Ok so, the 20th Amendment hard codes inauguration in January, so we declare the first Friday in January after the 1st (so it can be as late as 7th) to be a National Holiday with no businesses allowed to be open (zero, zilch, nada) only homebound and militarily deployed personnel are allowed to use any form of absentee ballot, zero mail-ins, no early voting, no drop boxes, no ballot harvesting, no same day registration, no electronic voting, all paper ballots with mandatory voter ID proving citizenship -- states have 24 hours to report their final vote totals -- the electoral college meets on the following Friday, Congress certifies on the following Monday and the new Administration takes office on the 20th -- only cabinet secretaries, their immediate deputies, ambassadors, and consul-generals should undergo the advice and consent of the senate, thus cutting down on the long backlog of advice and consent.
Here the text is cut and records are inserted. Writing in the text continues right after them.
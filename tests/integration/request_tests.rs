//! Progressive requests driven end to end through the scheduled requester.

use std::cell::RefCell;
use std::rc::Rc;

use jpip_streamer::codestream::{
    ProgressivenessStage, QualityLayers, RegionParams, MARKER_EOC, MARKER_SOD, MARKER_SOT,
};
use jpip_streamer::databin::DatabinRegistry;
use jpip_streamer::error::{FetchError, RequestError};
use jpip_streamer::fetch::{
    ContinueOutcome, FetchStatus, ProgressiveFetchRequest, RequestCallbacks, ScheduledRequester,
};
use jpip_streamer::scheduler::SchedulerOptions;

use super::test_utils::{serve_headers, serve_request, GridStructure, LoopbackTransport, MAIN_HEADER};

struct Session {
    structure: Rc<GridStructure>,
    transport: Rc<LoopbackTransport>,
    requester: Rc<ScheduledRequester>,
    registry: DatabinRegistry,
}

impl Session {
    fn new(channels: usize) -> Self {
        let transport = Rc::new(LoopbackTransport::default());
        let requester = Rc::new(ScheduledRequester::new(
            transport.clone(),
            channels,
            SchedulerOptions::named("fetch"),
        ));
        Self {
            structure: Rc::new(GridStructure::new(3, 20)),
            transport,
            requester,
            registry: DatabinRegistry::new(),
        }
    }

    fn request(
        &self,
        params: RegionParams,
        stages: Option<Vec<ProgressivenessStage>>,
        log: &Rc<RefCell<Vec<usize>>>,
    ) -> ProgressiveFetchRequest {
        let log = log.clone();
        ProgressiveFetchRequest::new(
            params,
            stages,
            self.structure.clone(),
            self.requester.clone(),
            RequestCallbacks::new(move |stages| log.borrow_mut().push(stages)),
        )
        .unwrap()
    }

    /// Answer the oldest fetch on the wire and report it finished.
    fn serve_next(&mut self) -> bool {
        let Some((_, outgoing)) = self.transport.take_next() else {
            return false;
        };
        serve_request(&mut self.registry, &self.structure, &outgoing);
        self.requester
            .request_finished(outgoing.handle, Ok(()))
            .unwrap();
        true
    }
}

fn whole_image() -> RegionParams {
    RegionParams::new(0, 0, 256, 256)
}

#[test]
fn test_one_layer_then_max() {
    let mut session = Session::new(2);
    let log = Rc::default();
    let stages = vec![ProgressivenessStage::layers(1), ProgressivenessStage::max()];
    let mut request = session.request(whole_image(), Some(stages), &log);

    let outcome = request.try_continue_request(&mut session.registry).unwrap();
    assert_eq!(outcome, ContinueOutcome::WorkPending);
    assert_eq!(request.status(), FetchStatus::Active);
    {
        let sent = session.transport.sent.borrow();
        assert_eq!(sent.len(), 1);
        assert_eq!(sent[0].1.min_quality_layers, QualityLayers::Count(1));
    }

    assert!(session.serve_next());
    // Nothing runs before the owner drains events.
    assert!(log.borrow().is_empty());
    request.process_events(&session.registry);

    assert_eq!(request.status(), FetchStatus::WaitingForUserInput);
    assert_eq!(*log.borrow(), vec![1]);
    assert!(request.has_data().unwrap());
    assert_eq!(request.quality_layers_reached(), 1);

    let data = request
        .get_all_codeblocks_data(&session.registry, None)
        .unwrap();
    assert_eq!(data.precincts.len(), 4);
    assert_eq!(data.min_quality_layers, 1);
    assert!(data.precincts.iter().all(|p| p.data.len() == 20));

    request.try_continue_request(&mut session.registry).unwrap();
    assert_eq!(
        session.transport.sent.borrow()[0].1.min_quality_layers,
        QualityLayers::Max
    );
    assert!(session.serve_next());
    request.process_events(&session.registry);

    assert_eq!(*log.borrow(), vec![1, 2]);
    assert!(request.is_done());
    assert_eq!(request.quality_layers_reached(), 3);
    assert_eq!(
        request.try_continue_request(&mut session.registry).unwrap(),
        ContinueOutcome::Done
    );
}

#[test]
fn test_second_request_served_from_cache() {
    let mut session = Session::new(1);
    let log = Rc::default();
    let mut first = session.request(whole_image(), None, &log);

    first.try_continue_request(&mut session.registry).unwrap();
    session.serve_next();
    first.process_events(&session.registry);
    assert!(first.is_done());

    // A region inside tile 0 finds everything cached.
    let second_log: Rc<RefCell<Vec<usize>>> = Rc::default();
    let mut second = session.request(RegionParams::new(0, 0, 64, 64), None, &second_log);
    let outcome = second.try_continue_request(&mut session.registry).unwrap();

    assert_eq!(outcome, ContinueOutcome::StageReached);
    assert!(second.is_done());
    assert_eq!(session.transport.sent_count(), 0);
    assert!(second_log.borrow().is_empty());
}

#[test]
fn test_quality_limit_caps_fetch() {
    let mut session = Session::new(1);
    let log = Rc::default();
    let params = RegionParams::new(0, 0, 100, 100).with_quality(2);
    let mut request = session.request(params, None, &log);

    assert_eq!(request.progressiveness(), &[ProgressivenessStage::layers(2)]);
    request.try_continue_request(&mut session.registry).unwrap();
    assert_eq!(
        session.transport.sent.borrow()[0].1.min_quality_layers,
        QualityLayers::Count(2)
    );

    session.serve_next();
    request.process_events(&session.registry);
    assert!(request.is_done());

    let data = request
        .get_all_codeblocks_data(&session.registry, Some(5))
        .unwrap();
    assert_eq!(data.min_quality_layers, 2);
    assert_eq!(data.precincts[0].data.len(), 40);
}

#[test]
fn test_pause_drops_waiting_fetch() {
    let mut session = Session::new(1);
    let log = Rc::default();
    let mut busy = session.request(whole_image(), None, &log);
    let mut waiting = session.request(RegionParams::new(128, 128, 256, 256), None, &log);

    busy.try_continue_request(&mut session.registry).unwrap();
    waiting.try_continue_request(&mut session.registry).unwrap();
    assert_eq!(session.transport.sent_count(), 1);
    assert_eq!(session.requester.waiting(), 1);

    waiting.pause_async().unwrap();
    assert_eq!(waiting.status(), FetchStatus::Paused);
    assert!(waiting.pause_async().is_err());

    // The channel frees up; the cancelled fetch is dropped, not sent.
    session.serve_next();
    assert_eq!(session.transport.sent_count(), 0);
    assert_eq!(session.requester.in_flight(), 0);

    busy.process_events(&session.registry);
    waiting.process_events(&session.registry);
    assert!(busy.is_done());

    // Data fetched for the other request still counts, without a callback.
    assert_eq!(waiting.status(), FetchStatus::Paused);
    assert_eq!(waiting.progressive_stages_finished(), 1);
    assert_eq!(*log.borrow(), vec![1]);

    // The owner is handed back at the stage it missed, then told it is done.
    assert_eq!(
        waiting.try_continue_request(&mut session.registry).unwrap(),
        ContinueOutcome::StageReached
    );
    assert_eq!(waiting.status(), FetchStatus::WaitingForUserInput);
    assert_eq!(
        waiting.try_continue_request(&mut session.registry).unwrap(),
        ContinueOutcome::Done
    );
    assert_eq!(session.transport.sent_count(), 0);
}

#[test]
fn test_stage_reached_before_fetch_finishes() {
    let mut session = Session::new(1);
    let log = Rc::default();
    let stages = vec![ProgressivenessStage::layers(1), ProgressivenessStage::max()];
    let mut request = session.request(whole_image(), Some(stages), &log);

    request.try_continue_request(&mut session.registry).unwrap();
    let (channel, first) = session.transport.take_next().unwrap();

    // The data lands, but the transport has not reported the fetch finished.
    serve_request(&mut session.registry, &session.structure, &first);
    request.process_events(&session.registry);
    assert_eq!(*log.borrow(), vec![1]);
    assert_eq!(
        *session.transport.cancelled.borrow(),
        vec![(channel, first.handle)]
    );

    // The next stage waits for the channel the stopped fetch still holds.
    assert_eq!(
        request.try_continue_request(&mut session.registry).unwrap(),
        ContinueOutcome::WorkPending
    );
    assert_eq!(session.transport.sent_count(), 0);
    assert_eq!(session.requester.waiting(), 1);

    session
        .requester
        .request_finished(first.handle, Ok(()))
        .unwrap();
    assert_eq!(session.transport.sent_count(), 1);
    assert_eq!(session.requester.in_flight(), 1);

    assert!(session.serve_next());
    request.process_events(&session.registry);
    assert_eq!(*log.borrow(), vec![1, 2]);
    assert!(request.is_done());
    assert_eq!(session.transport.cancelled.borrow().len(), 1);
}

#[test]
fn test_failure_latches_until_ignored() {
    let mut session = Session::new(1);
    let log = Rc::default();
    let mut request = session.request(whole_image(), None, &log);

    request.try_continue_request(&mut session.registry).unwrap();
    let (_, outgoing) = session.transport.take_next().unwrap();
    let error = FetchError::Protocol("unexpected response".to_string());
    session
        .requester
        .request_finished(outgoing.handle, Err(error.clone()))
        .unwrap();
    request.process_events(&session.registry);

    assert!(request.is_failure());
    assert_eq!(request.status(), FetchStatus::Paused);
    assert_eq!(
        request.try_continue_request(&mut session.registry),
        Err(RequestError::PreviousFailure(error))
    );

    request.ignore_previous_failure();
    assert_eq!(
        request.try_continue_request(&mut session.registry).unwrap(),
        ContinueOutcome::WorkPending
    );
    assert_eq!(session.transport.sent_count(), 1);
}

#[test]
fn test_moved_request_reuses_dedicated_channel() {
    let mut session = Session::new(1);
    let log: Rc<RefCell<Vec<usize>>> = Rc::default();
    let stage_log = log.clone();
    let mut template = ProgressiveFetchRequest::new_movable(
        whole_image(),
        None,
        session.structure.clone(),
        session.requester.clone(),
        RequestCallbacks::new(move |stages| stage_log.borrow_mut().push(stages)),
    )
    .unwrap();
    let channel = template.dedicated_channel().unwrap();

    let mut first = template
        .create_moved_request(&mut session.registry, Some(RegionParams::new(0, 0, 128, 128)), None)
        .unwrap();
    first.try_continue_request(&mut session.registry).unwrap();
    assert_eq!(session.transport.sent.borrow()[0].0, channel);
    // Dedicated channels are not taken from the pool.
    assert_eq!(session.requester.scheduler().free_resources_count(), 1);

    let mut second = first
        .create_moved_request(&mut session.registry, Some(RegionParams::new(128, 0, 256, 128)), None)
        .unwrap();
    assert_eq!(first.status(), FetchStatus::Ended);
    assert_eq!(session.transport.cancelled.borrow().len(), 1);
    assert!(first.get_all_codeblocks_data(&session.registry, None).is_ok());

    // The cancelled fetch is confirmed finished; the moved request ignores it.
    let (_, stale) = session.transport.take_next().unwrap();
    session
        .requester
        .request_finished(stale.handle, Ok(()))
        .unwrap();

    second.try_continue_request(&mut session.registry).unwrap();
    assert!(session.serve_next());
    second.process_events(&session.registry);
    assert!(second.is_done());
    assert_eq!(*log.borrow(), vec![1]);
}

#[test]
fn test_codestream_assembly() {
    let mut session = Session::new(1);
    let log = Rc::default();
    let mut request = session.request(RegionParams::new(0, 0, 100, 100), None, &log);

    assert_eq!(
        request
            .create_codestream(&session.registry, true, None)
            .unwrap(),
        None
    );
    assert!(matches!(
        request.create_codestream(&session.registry, false, None),
        Err(RequestError::IllegalOperation(_))
    ));

    serve_headers(&mut session.registry, &session.structure);
    request.try_continue_request(&mut session.registry).unwrap();
    session.serve_next();
    request.process_events(&session.registry);

    let codestream = request
        .create_codestream(&session.registry, false, Some(2))
        .unwrap()
        .unwrap();

    // main header, SOT(12) + tile header(2) + SOD(2) + 2 layers(40), EOC
    assert_eq!(codestream.len(), MAIN_HEADER.len() + 12 + 2 + 2 + 40 + 2);
    assert_eq!(&codestream[..MAIN_HEADER.len()], MAIN_HEADER);
    let sot = MAIN_HEADER.len();
    assert_eq!(&codestream[sot..sot + 2], &MARKER_SOT.to_be_bytes());
    assert_eq!(
        &codestream[sot + 14..sot + 16],
        &MARKER_SOD.to_be_bytes()
    );
    assert_eq!(&codestream[codestream.len() - 2..], &MARKER_EOC.to_be_bytes());

    let headers = request
        .create_codestream(&session.registry, true, None)
        .unwrap()
        .unwrap();
    assert_eq!(headers.len(), codestream.len() - 40);
}

#[test]
fn test_invalid_requests_rejected() {
    let session = Session::new(1);
    let log = Rc::default();
    let make = |params: RegionParams, stages: Option<Vec<ProgressivenessStage>>| {
        let log: Rc<RefCell<Vec<usize>>> = Rc::clone(&log);
        ProgressiveFetchRequest::new(
            params,
            stages,
            session.structure.clone(),
            session.requester.clone(),
            RequestCallbacks::new(move |s| log.borrow_mut().push(s)),
        )
    };

    assert!(matches!(
        make(RegionParams::new(10, 10, 10, 20), None),
        Err(RequestError::Argument(_))
    ));
    assert!(matches!(
        make(RegionParams::new(0, 0, 200, 200).with_resolution_levels_to_cut(1), None),
        Err(RequestError::Argument(_))
    ));
    assert!(matches!(
        make(whole_image().with_quality(4), None),
        Err(RequestError::Argument(_))
    ));
    assert!(matches!(
        make(
            whole_image(),
            Some(vec![ProgressivenessStage::layers(2), ProgressivenessStage::layers(1)])
        ),
        Err(RequestError::Argument(_))
    ));
    assert!(make(RegionParams::new(0, 0, 128, 128).with_resolution_levels_to_cut(1), None).is_ok());
}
Additionally, all federal employees above the GS-13 level should serve at the pleasure of the President, meaning draining the swamp becomes much easier. The entire "administrative law apparatus" ought to be eliminated -- the administrative "branch" of government does not make law, nor does it adjudicate the law. Those two functions are reserved by the constitution to the legislative and judicial branches of government. The executive branch and its subordinate administrative agencies are supposed to enforce the law. A radical solution obviously, one might even say an extremist position, but extremism in the pursuit of freedom for the American people is not a vice -- it ought to be a virtue of the highest order.
PS any recommendations for wildlife specialists for White Tail Deer, Wild Turkey and I've decided to add Elk and Pronghorn antelope to that list to work on the Tahiti project would be welcomed ;-)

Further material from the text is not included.